Saw Coraline today. Thoughts.
Generally, it was very good. It’s visually extremely inventive and shows Neil Gaiman’s enviable imagination in full flight. It’s Alice Through The Looking Glass as written by Roald Dahl on one his dark days. There’s even a Sponge and Spiker.
But... quibble alert. The plot, on at least two occasions, comes to a complete halt. As the story alternates between real-world and dream, any time spent in the real-world is going to feel like an unwanted interruption.
The animation is fantastic, but – as I did with The Nightmare Before Christmas – I never really felt involved in the storyline. Maybe part of the problem is that the real-world looks almost as macabre as the dream-world; there isn’t a great deal of contrast between mundane reality and extraordinary fantasy.
Following on from this, because it’s all so tonally (and literally) dark, it does sometimes get all a bit too much. It would’ve been nice to have been given something to laugh at or feel happy about. There’s no humour or lightness of touch – even the attempts at slapstick feel leaden – when, for the scenes where Coraline is enchanted by mouse orchestras and acrobatic divas, it could’ve done with being more Nick Park and less Tim Burton. To be honest, during the ‘comic opera’, I was mentally pressing ‘fast-foward’.
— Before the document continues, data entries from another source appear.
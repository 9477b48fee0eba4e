//! Connection configuration for a Calico datastore.

use crate::error::Error;
use calico_syncer_k8s_api::projectcalico::{DATASTORE_ETCD_V3, DATASTORE_KUBERNETES};
use std::{fmt, str::FromStr};

pub use calico_syncer_k8s_api::projectcalico::{EtcdConfig, KubeConfig};

/// Everything needed to build a client for a datastore.
///
/// Two configs that compare equal connect to the same datastore in the same
/// way.
#[derive(Clone, Debug, Default, PartialEq, Eq)]
pub struct CalicoApiConfig {
    pub datastore_type: DatastoreType,
    pub etcd: EtcdConfig,
    pub kube: KubeConfig,
}

#[derive(Copy, Clone, Debug, Default, PartialEq, Eq, Hash)]
pub enum DatastoreType {
    #[default]
    EtcdV3,
    Kubernetes,
}

// === impl DatastoreType ===

impl FromStr for DatastoreType {
    type Err = Error;

    fn from_str(s: &str) -> Result<Self, Self::Err> {
        match s {
            DATASTORE_ETCD_V3 => Ok(Self::EtcdV3),
            DATASTORE_KUBERNETES => Ok(Self::Kubernetes),
            s => Err(Error::InvalidConfig(format!("unknown datastore type: {s}"))),
        }
    }
}

impl fmt::Display for DatastoreType {
    fn fmt(&self, f: &mut fmt::Formatter<'_>) -> fmt::Result {
        match self {
            Self::EtcdV3 => f.write_str(DATASTORE_ETCD_V3),
            Self::Kubernetes => f.write_str(DATASTORE_KUBERNETES),
        }
    }
}
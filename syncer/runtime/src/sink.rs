use calico_syncer_core::{Error, Key, SyncStatus, SyncerCallbacks, Update, UpdateType, Value};
use prometheus_client::{
    encoding::{EncodeLabelSet, EncodeLabelValue},
    metrics::{counter::Counter, family::Family, gauge::Gauge},
    registry::Registry,
};
use tracing::{debug, info, warn};

/// Logs a syncer's output and counts it.
pub(crate) struct LogSink {
    metrics: SinkMetrics,
}

#[derive(Clone, Debug, Default)]
pub(crate) struct SinkMetrics {
    updates: Family<UpdateLabels, Counter>,
    in_sync: Gauge,
    connection_failures: Counter,
}

#[derive(Clone, Debug, Hash, PartialEq, Eq, EncodeLabelSet)]
struct UpdateLabels {
    update_type: UpdateTypeLabel,
}

#[derive(Clone, Debug, Hash, PartialEq, Eq, EncodeLabelValue)]
enum UpdateTypeLabel {
    Unknown,
    New,
    Updated,
    Deleted,
}

// === impl SinkMetrics ===

impl SinkMetrics {
    pub(crate) fn register(prom: &mut Registry) -> Self {
        let metrics = Self::default();
        prom.register(
            "updates",
            "Count of updates delivered by the syncer",
            metrics.updates.clone(),
        );
        prom.register(
            "in_sync",
            "Whether the syncer has delivered a complete snapshot",
            metrics.in_sync.clone(),
        );
        prom.register(
            "connection_failures",
            "Count of failures to reach the local datastore",
            metrics.connection_failures.clone(),
        );
        metrics
    }

    #[cfg(test)]
    pub(crate) fn updates(&self, update_type: UpdateType) -> u64 {
        self.updates.get_or_create(&UpdateLabels::from(update_type)).get()
    }

    #[cfg(test)]
    pub(crate) fn in_sync(&self) -> i64 {
        self.in_sync.get()
    }

    #[cfg(test)]
    pub(crate) fn connection_failures(&self) -> u64 {
        self.connection_failures.get()
    }
}

impl From<UpdateType> for UpdateLabels {
    fn from(update_type: UpdateType) -> Self {
        let update_type = match update_type {
            UpdateType::Unknown => UpdateTypeLabel::Unknown,
            UpdateType::New => UpdateTypeLabel::New,
            UpdateType::Updated => UpdateTypeLabel::Updated,
            UpdateType::Deleted => UpdateTypeLabel::Deleted,
        };
        Self { update_type }
    }
}

// === impl LogSink ===

impl LogSink {
    pub(crate) fn new(metrics: SinkMetrics) -> Self {
        Self { metrics }
    }
}

#[async_trait::async_trait]
impl SyncerCallbacks for LogSink {
    async fn on_status_updated(&self, status: SyncStatus) {
        info!(%status, "Sync status changed");
        self.metrics
            .in_sync
            .set((status == SyncStatus::InSync).into());
    }

    async fn on_updates(&self, updates: Vec<Update>) {
        for update in &updates {
            self.metrics
                .updates
                .get_or_create(&update.update_type.into())
                .inc();

            if let Key::RemoteClusterStatus { name } = update.key() {
                match update.value().and_then(Value::as_remote_cluster_status) {
                    Some(status) => match status.error.as_deref() {
                        Some(error) => {
                            warn!(cluster = %name, status = %status.status, %error, "Remote cluster status")
                        }
                        None => info!(cluster = %name, status = %status.status, "Remote cluster status"),
                    },
                    None => info!(cluster = %name, "Remote cluster removed"),
                }
                continue;
            }
            debug!(key = %update.key(), update_type = %update.update_type, "Update");
        }
    }

    async fn on_connection_failed(&self, error: &Error) {
        self.metrics.connection_failures.inc();
        warn!(%error, "Failed to reach the datastore");
    }
}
The 3-D effect was okay, and not used gratuitously, but I’m still not convinced by it; it has the quality of those old Viewmaster slides of making everything look like flat cut-outs placed at different distances from the viewer.
And finally – the kids in the audience were extremely well-behaved. Parents, however, who bring their kids into a 3-D film twenty minutes after it’s started, and don’t even bother to give them the 3-D specs... ooh, it makes me cross.